= VöV-Standard-Bus =

The VöV-Standard-Bus is a standard for transit buses in Germany based on requirements by the VöV Association of German Transport Companies. The first concept was named Standard-Linienbus (standard city bus) which resulted in multiple variants of VöV-Buses. The first generation was conceived in 1968 being in production to the mid 1980s when it was replaced by the second generation Standard-Linienbus II (sometimes abbreviated as SL-II) being in production up to 2000.

== History ==
Post-war Germany had made good experiences with the definition of a standard body kit for tramways that were built onto old chassis in a coordinated refurbishment action. This allowed to quickly replace the demolished fleet with the first generation (Aufbauwagen) being produced from 1948 to 1950 and the second generation (Verbandswagen) being produced from 1951 to 1958. In that time the contracted Duewag had a de facto monopoly in tram car production and other manufacturers had to adhere to the blueprint to be able to sell tram cars in Germany.

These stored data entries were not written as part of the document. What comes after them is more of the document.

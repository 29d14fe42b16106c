//! # Comprehensive Error Handling Framework
//!
//! - Structured error types with categorization (`types`)
//! - Retry logic with exponential backoff (`retry`)
//! - Circuit breaker pattern for external services (`circuit_breaker`)
//! - Error context and correlation tracking (`context`)
//! - Recovery strategies and fallback mechanisms (`recovery`)

pub mod circuit_breaker;
pub mod context;
pub mod recovery;
pub mod retry;
pub mod types;

// Re-export core types
pub use circuit_breaker::{CircuitBreaker, CircuitBreakerConfig, CircuitState};
pub use context::{ErrorContext, ErrorContextExt};
pub use recovery::{with_fallback, with_fallback_fn, CacheRecovery, FallbackValue, RecoveryStrategy};
pub use retry::{retry_with_policy, RetryBuilder, RetryPolicy, RetryableError};
pub use types::{ErrorKind, WorkflowError};

use serde::{Deserialize, Serialize};

/// Error severity levels for monitoring and alerting.
#[derive(Debug, Clone, Copy, PartialEq, Eq, Serialize, Deserialize)]
pub enum ErrorSeverity {
    Info,
    Warning,
    Error,
    Critical,
}

/// Error categories for classification and handling.
#[derive(Debug, Clone, Copy, PartialEq, Eq, Hash, Serialize, Deserialize)]
pub enum ErrorCategory {
    /// Transient errors that may succeed on retry.
    Transient,
    /// Permanent errors that won't succeed on retry.
    Permanent,
    /// User errors (bad input, validation failures).
    User,
    /// System errors (infrastructure, dependencies).
    System,
}

/// Maps a [`WorkflowError`] onto the coarser transient/permanent/user/system
/// split used by retry and recovery policy, independent of the specific
/// variant.
pub fn categorize_error(error: &WorkflowError) -> (ErrorCategory, ErrorSeverity, String) {
    use types::ErrorKind as K;
    let code = format!("{:?}", error.kind());
    match error.kind() {
        K::Validation => (ErrorCategory::User, ErrorSeverity::Warning, code),
        K::Authorization => (ErrorCategory::User, ErrorSeverity::Warning, code),
        K::NotFound => (ErrorCategory::User, ErrorSeverity::Info, code),
        K::Conflict => (ErrorCategory::System, ErrorSeverity::Error, code),
        K::TransientExternal => (ErrorCategory::Transient, ErrorSeverity::Warning, code),
        K::InternalConsistency => (ErrorCategory::System, ErrorSeverity::Error, code),
        K::DataParse => (ErrorCategory::Permanent, ErrorSeverity::Warning, code),
    }
}

/// Error metadata for enhanced tracking.
#[derive(Debug, Clone, Serialize, Deserialize)]
pub struct ErrorMetadata {
    pub category: ErrorCategory,
    pub severity: ErrorSeverity,
    pub error_code: String,
    pub correlation_id: Option<String>,
    pub context: std::collections::HashMap<String, serde_json::Value>,
    pub timestamp: chrono::DateTime<chrono::Utc>,
    pub retry_count: u32,
}

impl ErrorMetadata {
    pub fn new(category: ErrorCategory, severity: ErrorSeverity, error_code: String) -> Self {
        Self {
            category,
            severity,
            error_code,
            correlation_id: None,
            context: std::collections::HashMap::new(),
            timestamp: chrono::Utc::now(),
            retry_count: 0,
        }
    }

    pub fn with_context(mut self, key: impl Into<String>, value: impl Serialize) -> Self {
        if let Ok(json_value) = serde_json::to_value(value) {
            self.context.insert(key.into(), json_value);
        }
        self
    }

    pub fn with_correlation_id(mut self, id: impl Into<String>) -> Self {
        self.correlation_id = Some(id.into());
        self
    }
}

/// Result type with workflow error.
pub type Result<T> = std::result::Result<T, WorkflowError>;

#[cfg(test)]
mod tests {
    use super::*;

    #[test]
    fn error_metadata_builder() {
        let metadata = ErrorMetadata::new(ErrorCategory::Transient, ErrorSeverity::Warning, "TEST_001".to_string())
            .with_context("user_id", "12345")
            .with_correlation_id("req-123");

        assert_eq!(metadata.category, ErrorCategory::Transient);
        assert_eq!(metadata.correlation_id.as_deref(), Some("req-123"));
        assert!(metadata.context.contains_key("user_id"));
    }

    #[test]
    fn categorize_maps_transient_external_to_transient_category() {
        let (category, _, _) = categorize_error(&WorkflowError::transient("db timeout"));
        assert_eq!(category, ErrorCategory::Transient);
    }
}
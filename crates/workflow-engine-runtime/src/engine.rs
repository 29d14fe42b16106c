//! Execution engine (§4.4): drives an instance from creation to
//! terminal status. Task execution itself is delegated to a
//! [`TaskDispatcher`] the caller wires in, keeping this crate free of
//! a dependency on the human/agent task services (§9's "no two-way
//! imports" redesign flag, generalised from node-completion callbacks
//! to the dispatch direction too).

use std::collections::HashMap;
use std::sync::Arc;

use async_trait::async_trait;
use serde_json::{json, Value};
use tracing::info;

use workflow_engine_core::error::{Result, WorkflowError};
use workflow_engine_core::ids::{NodeId, NodeInstanceId, UserId, WorkflowBaseId, WorkflowInstanceId};
use workflow_engine_core::model::definition::{Node, NodeType, Processor};
use workflow_engine_core::model::instance::{NodeInstance, NodeInstanceStatus, TaskInstance, WorkflowInstance, WorkflowInstanceStatus};
use workflow_engine_store::{InstanceRepository, ProcessorRepository, TaskRepository, WorkflowRepository};

use crate::context_manager::{DerivedStatus, WorkflowContextManager};

/// Routes a freshly created task to the human or agent/simulator task
/// service by the bound processor's kind. The engine never interprets
/// task results itself.
#[async_trait]
pub trait TaskDispatcher: Send + Sync {
    async fn dispatch(&self, task: TaskInstance, processor: Processor);
}

pub struct ExecutionEngine {
    workflows: Arc<dyn WorkflowRepository>,
    processors: Arc<dyn ProcessorRepository>,
    instances: Arc<dyn InstanceRepository>,
    tasks: Arc<dyn TaskRepository>,
    context: Arc<WorkflowContextManager>,
    dispatcher: Arc<dyn TaskDispatcher>,
}

impl ExecutionEngine {
    pub fn new(
        workflows: Arc<dyn WorkflowRepository>,
        processors: Arc<dyn ProcessorRepository>,
        instances: Arc<dyn InstanceRepository>,
        tasks: Arc<dyn TaskRepository>,
        context: Arc<WorkflowContextManager>,
        dispatcher: Arc<dyn TaskDispatcher>,
    ) -> Self {
        Self { workflows, processors, instances, tasks, context, dispatcher }
    }

    /// Start-instance (§4.4).
    pub async fn start_instance(
        &self,
        workflow_base_id: WorkflowBaseId,
        input_data: Value,
        executor_id: UserId,
        trigger_user_id: UserId,
        instance_name: Option<String>,
    ) -> Result<WorkflowInstanceId> {
        let graph = self.workflows.get_current(workflow_base_id).await.map_err(WorkflowError::from)?;

        let mut instance = WorkflowInstance::new(
            graph.workflow.workflow_id,
            workflow_base_id,
            executor_id,
            trigger_user_id,
            input_data.clone(),
            instance_name,
        );
        instance = self.instances.create_workflow_instance(instance).await.map_err(WorkflowError::from)?;
        let workflow_instance_id = instance.workflow_instance_id;

        self.context.initialize(workflow_instance_id, input_data).await;

        let mut node_instance_ids: HashMap<NodeId, NodeInstanceId> = HashMap::new();
        for node in &graph.nodes {
            let node_instance = NodeInstance::new(workflow_instance_id, node.node_id);
            node_instance_ids.insert(node.node_id, node_instance.node_instance_id);
            self.instances.create_node_instance(node_instance).await.map_err(WorkflowError::from)?;
        }

        let mut upstream: HashMap<NodeId, Vec<NodeId>> = graph.nodes.iter().map(|n| (n.node_id, Vec::new())).collect();
        for edge in &graph.edges {
            upstream.entry(edge.to_node_id).or_default().push(edge.from_node_id);
        }

        for node in &graph.nodes {
            let node_instance_id = node_instance_ids[&node.node_id];
            self.context
                .register_dependency(workflow_instance_id, node_instance_id, node.node_id, upstream.remove(&node.node_id).unwrap_or_default())
                .await;
        }

        instance.transition_to(WorkflowInstanceStatus::Running)?;
        self.instances.update_workflow_instance(instance).await.map_err(WorkflowError::from)?;

        self.dispatch_ready(workflow_instance_id, &graph.nodes, &node_instance_ids).await?;

        Ok(workflow_instance_id)
    }

    async fn dispatch_ready(
        &self,
        workflow_instance_id: WorkflowInstanceId,
        nodes: &[Node],
        node_instance_ids: &HashMap<NodeId, NodeInstanceId>,
    ) -> Result<()> {
        let by_id: HashMap<NodeId, &Node> = nodes.iter().map(|n| (n.node_id, n)).collect();
        let instance_to_node: HashMap<NodeInstanceId, NodeId> = node_instance_ids.iter().map(|(n, i)| (*i, *n)).collect();

        let ready = self.context.drain_ready(workflow_instance_id).await;
        for node_instance_id in ready {
            let Some(&node_id) = instance_to_node.get(&node_instance_id) else { continue };
            let Some(node) = by_id.get(&node_id) else { continue };
            self.dispatch_node(workflow_instance_id, node, node_instance_id).await?;
        }
        Ok(())
    }

    /// Dispatch-node (§4.4): routes a ready node to task creation (for
    /// `processor` nodes) or end-node handling.
    async fn dispatch_node(&self, workflow_instance_id: WorkflowInstanceId, node: &Node, node_instance_id: NodeInstanceId) -> Result<()> {
        self.context.mark_executing(workflow_instance_id, node.node_id).await;

        match node.node_type {
            NodeType::Start => {
                let mut node_instance = self.instances.get_node_instance(node_instance_id).await.map_err(WorkflowError::from)?;
                node_instance.status = NodeInstanceStatus::Completed;
                node_instance.started_at = Some(chrono::Utc::now());
                node_instance.completed_at = Some(chrono::Utc::now());
                self.instances.update_node_instance(node_instance).await.map_err(WorkflowError::from)?;
                self.complete_node(workflow_instance_id, node.node_id, json!({"node": "start"})).await
            }
            NodeType::End => self.handle_end_node(workflow_instance_id, node, node_instance_id).await,
            NodeType::Processor => self.dispatch_processor_node(workflow_instance_id, node, node_instance_id).await,
        }
    }

    async fn dispatch_processor_node(&self, workflow_instance_id: WorkflowInstanceId, node: &Node, node_instance_id: NodeInstanceId) -> Result<()> {
        // Bindings live on the workflow version; the caller resolved them
        // at start_instance time via the graph, but dispatch can also be
        // re-entered from a downstream propagation, so we re-fetch the
        // current node instance's workflow version bindings via the
        // processor repository using the instance's recorded workflow id.
        let mut node_instance = self.instances.get_node_instance(node_instance_id).await.map_err(WorkflowError::from)?;
        let instance = self.instances.get_workflow_instance(workflow_instance_id).await.map_err(WorkflowError::from)?;
        let graph = self.workflows.get_version(instance.workflow_id).await.map_err(WorkflowError::from)?;
        let binding_processor_ids: Vec<_> = graph.bindings.iter().filter(|b| b.node_id == node.node_id).map(|b| b.processor_id).collect();

        node_instance.status = NodeInstanceStatus::Running;
        node_instance.started_at = Some(chrono::Utc::now());
        self.instances.update_node_instance(node_instance).await.map_err(WorkflowError::from)?;

        if binding_processor_ids.is_empty() {
            info!(%node_instance_id, "processor node has no bindings, completing with empty output");
            return self.complete_node(workflow_instance_id, node.node_id, Value::Null).await;
        }

        let processors = self.processors.get_many(&binding_processor_ids).await.map_err(WorkflowError::from)?;
        let upstream = self.context.upstream_context(workflow_instance_id, node_instance_id).await;
        let context_snapshot = serde_json::to_value(&upstream).unwrap_or(Value::Null);

        for processor in processors {
            let mut task = TaskInstance::new(
                node_instance_id,
                workflow_instance_id,
                processor.processor_id,
                format!("{} / {}", node.name, processor.name),
                context_snapshot.clone(),
            );
            task.task_description = node.task_description.clone();
            if let Some(user_id) = processor.user_id {
                task.assigned_user_id = Some(user_id);
                task.transition_to(workflow_engine_core::model::instance::TaskInstanceStatus::Assigned)?;
            }
            let task = self.tasks.create(task).await.map_err(WorkflowError::from)?;
            self.dispatcher.dispatch(task, processor).await;
        }

        Ok(())
    }

    /// End-node handling (§4.4): skip task creation, mark complete with
    /// the full execution summary collected from the context.
    async fn handle_end_node(&self, workflow_instance_id: WorkflowInstanceId, node: &Node, node_instance_id: NodeInstanceId) -> Result<()> {
        let snapshot = self.context.snapshot(workflow_instance_id).await;
        let summary = snapshot
            .map(|ctx| {
                json!({
                    "execution_path": ctx.execution_path,
                    "node_outputs": ctx.node_outputs,
                    "completed_nodes": ctx.completed_nodes.len(),
                    "failed_nodes": ctx.failed_nodes.len(),
                    "duration_secs": (chrono::Utc::now() - ctx.started_at).num_seconds(),
                })
            })
            .unwrap_or(Value::Null);

        let mut node_instance = self.instances.get_node_instance(node_instance_id).await.map_err(WorkflowError::from)?;
        node_instance.status = NodeInstanceStatus::Completed;
        node_instance.output_data = Some(summary.clone());
        node_instance.started_at.get_or_insert_with(chrono::Utc::now);
        node_instance.completed_at = Some(chrono::Utc::now());
        self.instances.update_node_instance(node_instance).await.map_err(WorkflowError::from)?;

        self.complete_node(workflow_instance_id, node.node_id, summary).await
    }

    /// Shared tail of every node-completion path: propagate through
    /// the context manager, dispatch anything newly ready, then check
    /// for overall completion.
    pub async fn complete_node(&self, workflow_instance_id: WorkflowInstanceId, node_id: NodeId, payload: Value) -> Result<()> {
        self.context.mark_completed(workflow_instance_id, node_id, payload).await;

        let instance = self.instances.get_workflow_instance(workflow_instance_id).await.map_err(WorkflowError::from)?;
        let graph = self.workflows.get_version(instance.workflow_id).await.map_err(WorkflowError::from)?;
        let node_instances = self.instances.list_node_instances(workflow_instance_id).await.map_err(WorkflowError::from)?;
        let node_instance_ids: HashMap<NodeId, NodeInstanceId> =
            node_instances.iter().map(|n| (n.node_id, n.node_instance_id)).collect();
        self.dispatch_ready(workflow_instance_id, &graph.nodes, &node_instance_ids).await?;

        self.finalize_if_terminal(workflow_instance_id).await
    }

    pub async fn fail_node(&self, workflow_instance_id: WorkflowInstanceId, node_id: NodeId, reason: String) -> Result<()> {
        self.context.mark_failed(workflow_instance_id, node_id, json!({"error": reason})).await;
        self.finalize_if_terminal(workflow_instance_id).await
    }

    async fn finalize_if_terminal(&self, workflow_instance_id: WorkflowInstanceId) -> Result<()> {
        let derived = self.context.check_workflow_completion(workflow_instance_id).await;
        let next_status = match derived {
            DerivedStatus::Completed => Some(WorkflowInstanceStatus::Completed),
            DerivedStatus::Failed => Some(WorkflowInstanceStatus::Failed),
            DerivedStatus::Running | DerivedStatus::Unknown => None,
        };
        let Some(next_status) = next_status else { return Ok(()) };

        let mut instance = self.instances.get_workflow_instance(workflow_instance_id).await.map_err(WorkflowError::from)?;
        if instance.status.is_terminal() {
            return Ok(());
        }
        let snapshot = self.context.snapshot(workflow_instance_id).await;
        instance.output_data = snapshot.map(|ctx| {
            json!({
                "completion_time": chrono::Utc::now(),
                "node_outputs": ctx.node_outputs,
                "execution_path": ctx.execution_path,
            })
        });
        instance.transition_to(next_status)?;
        self.instances.update_workflow_instance(instance).await.map_err(WorkflowError::from)?;

        self.context.cleanup_for_status(workflow_instance_id, next_status).await;
        Ok(())
    }

    /// Cancellation (§4.4/§5): cascades to every non-terminal node and
    /// task instance, then cleans the context.
    pub async fn cancel_instance(&self, workflow_instance_id: WorkflowInstanceId, reason: String) -> Result<usize> {
        let mut instance = self.instances.get_workflow_instance(workflow_instance_id).await.map_err(WorkflowError::from)?;
        instance.transition_to(WorkflowInstanceStatus::Cancelled)?;

        let node_instances = self.instances.list_node_instances(workflow_instance_id).await.map_err(WorkflowError::from)?;
        let mut cancelled_tasks = 0usize;
        for mut node_instance in node_instances {
            if node_instance.status.is_terminal() {
                continue;
            }
            node_instance.status = NodeInstanceStatus::Cancelled;
            node_instance.completed_at = Some(chrono::Utc::now());
            let node_instance_id = node_instance.node_instance_id;
            self.instances.update_node_instance(node_instance).await.map_err(WorkflowError::from)?;

            for mut task in self.tasks.list_for_node(node_instance_id).await.map_err(WorkflowError::from)? {
                if task.status.is_terminal() {
                    continue;
                }
                task.failure_reason = Some(reason.clone());
                task.transition_to(workflow_engine_core::model::instance::TaskInstanceStatus::Cancelled)?;
                self.tasks.update(task).await.map_err(WorkflowError::from)?;
                cancelled_tasks += 1;
            }
        }

        instance.output_data = Some(json!({"cancelled_reason": reason}));
        self.instances.update_workflow_instance(instance).await.map_err(WorkflowError::from)?;
        self.context.cleanup_for_status(workflow_instance_id, WorkflowInstanceStatus::Cancelled).await;

        Ok(cancelled_tasks)
    }
}
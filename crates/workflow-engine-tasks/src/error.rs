//! Task-service-local error type. Every service method returns
//! [`TaskServiceError`]; the `From` impl maps it onto [`WorkflowError`]
//! at the crate boundary per the seven kinds in the core taxonomy.

use thiserror::Error;
use workflow_engine_core::error::WorkflowError;

#[derive(Debug, Error)]
pub enum TaskServiceError {
    #[error("not found: {0}")]
    NotFound(String),

    #[error("{user_id} is not authorised to act on task {task_id}")]
    NotAuthorised { user_id: String, task_id: String },

    #[error("illegal task transition: {0}")]
    InvalidTransition(String),

    #[error(transparent)]
    Store(#[from] workflow_engine_store::StoreError),

    #[error(transparent)]
    Core(#[from] WorkflowError),
}

impl From<TaskServiceError> for WorkflowError {
    fn from(err: TaskServiceError) -> Self {
        match err {
            TaskServiceError::NotFound(message) => WorkflowError::not_found(message),
            TaskServiceError::NotAuthorised { user_id, task_id } => {
                WorkflowError::not_authorised(format!("{user_id} is not authorised to act on task {task_id}"))
            }
            TaskServiceError::InvalidTransition(message) => WorkflowError::validation(message),
            TaskServiceError::Store(err) => err.into(),
            TaskServiceError::Core(err) => err,
        }
    }
}

pub type TaskServiceResult<T> = Result<T, TaskServiceError>;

During the 1960s bus transport seemed to be more feasible than tram transport but the public transport companies were faced with a large variety of bus models notoriously limiting supply of spare parts and maintenance personal. It was the Hamburger Hochbahn (HHA) operator to ask for a standardization through the VöV in 1959 in order to lower purchase and maintenance costs. It took to October 1966 that a working group was formed at the VöV with most work being done by Falkenried works company, a subsidiary of the Hamburg operator. From the product requirements a pilot series of buses were manufactured by Büssing, Magirus-Deutz and Daimler-Benz.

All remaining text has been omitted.